::: INPUT RECORDS :::
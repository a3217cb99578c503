//! Host-alias patch planning
//!
//! Computes the alias list a workload should carry and the merge patch
//! that takes it there. Pure functions; no API access.

use std::net::IpAddr;

use serde_json::json;

use super::types::{AliasStrategy, DesiredMutation, HostAliasEntry, WorkloadSnapshot};

/// Patch for a single workload's pod-template host aliases.
#[derive(Clone, Debug, PartialEq, Eq)]
pub struct AliasPatch {
    /// Resource version the patch was planned against
    pub resource_version: Option<String>,
    /// Full alias list to store in the pod template
    pub host_aliases: Vec<HostAliasEntry>,
}

impl AliasPatch {
    /// Render as a JSON merge patch.
    ///
    /// When a resource version is known it is sent in `metadata`, which makes
    /// the API server reject the patch with 409 if the object moved on.
    pub fn to_merge_patch(&self) -> serde_json::Value {
        let mut patch = json!({
            "spec": {
                "template": {
                    "spec": {
                        "hostAliases": self.host_aliases
                    }
                }
            }
        });

        if let Some(version) = &self.resource_version {
            patch["metadata"] = json!({ "resourceVersion": version });
        }

        patch
    }
}

/// Comparison key for an alias IP. Different spellings of one address
/// (`::1` and `0:0:0:0:0:0:0:1`) share a key; unparsable values compare raw.
#[derive(PartialEq, Eq)]
enum IpKey<'a> {
    Addr(IpAddr),
    Raw(&'a str),
}

fn ip_key(ip: &str) -> IpKey<'_> {
    match ip.parse::<IpAddr>() {
        Ok(addr) => IpKey::Addr(addr),
        Err(_) => IpKey::Raw(ip),
    }
}

/// Union of `existing` and `desired`, de-duplicated by IP address.
///
/// Existing entries keep their position and spelling. Hostnames of entries
/// sharing an address are combined, existing ones first.
pub fn merge_host_aliases(
    existing: &[HostAliasEntry],
    desired: &[HostAliasEntry],
) -> Vec<HostAliasEntry> {
    let mut merged: Vec<HostAliasEntry> = Vec::with_capacity(existing.len() + desired.len());

    for entry in existing.iter().chain(desired) {
        let key = ip_key(&entry.ip);
        match merged.iter_mut().find(|m| ip_key(&m.ip) == key) {
            Some(slot) => extend_hostnames(&mut slot.hostnames, &entry.hostnames),
            None => {
                let mut hostnames = Vec::with_capacity(entry.hostnames.len());
                extend_hostnames(&mut hostnames, &entry.hostnames);
                merged.push(HostAliasEntry {
                    ip: entry.ip.clone(),
                    hostnames,
                });
            }
        }
    }

    merged
}

fn extend_hostnames(target: &mut Vec<String>, extra: &[String]) {
    for hostname in extra {
        if !target.contains(hostname) {
            target.push(hostname.clone());
        }
    }
}

/// The alias list `snapshot` should end up with under `strategy`.
pub fn target_aliases(
    snapshot: &WorkloadSnapshot,
    desired: &DesiredMutation,
    strategy: AliasStrategy,
) -> Vec<HostAliasEntry> {
    match strategy {
        AliasStrategy::Merge => merge_host_aliases(&snapshot.host_aliases, &desired.entries),
        AliasStrategy::Replace => desired.entries.clone(),
    }
}

/// Plan the patch for `snapshot`, or `None` if it is already converged.
pub fn plan_patch(
    snapshot: &WorkloadSnapshot,
    desired: &DesiredMutation,
    strategy: AliasStrategy,
) -> Option<AliasPatch> {
    let host_aliases = target_aliases(snapshot, desired, strategy);
    if host_aliases == snapshot.host_aliases {
        return None;
    }

    Some(AliasPatch {
        resource_version: snapshot.resource_version.clone(),
        host_aliases,
    })
}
:::
- YOUR ASSIGNMENT:
How many lines in the entries above hold the word "match"? Reply with the number by itself.

- ANSWER FOR THE TASK:
3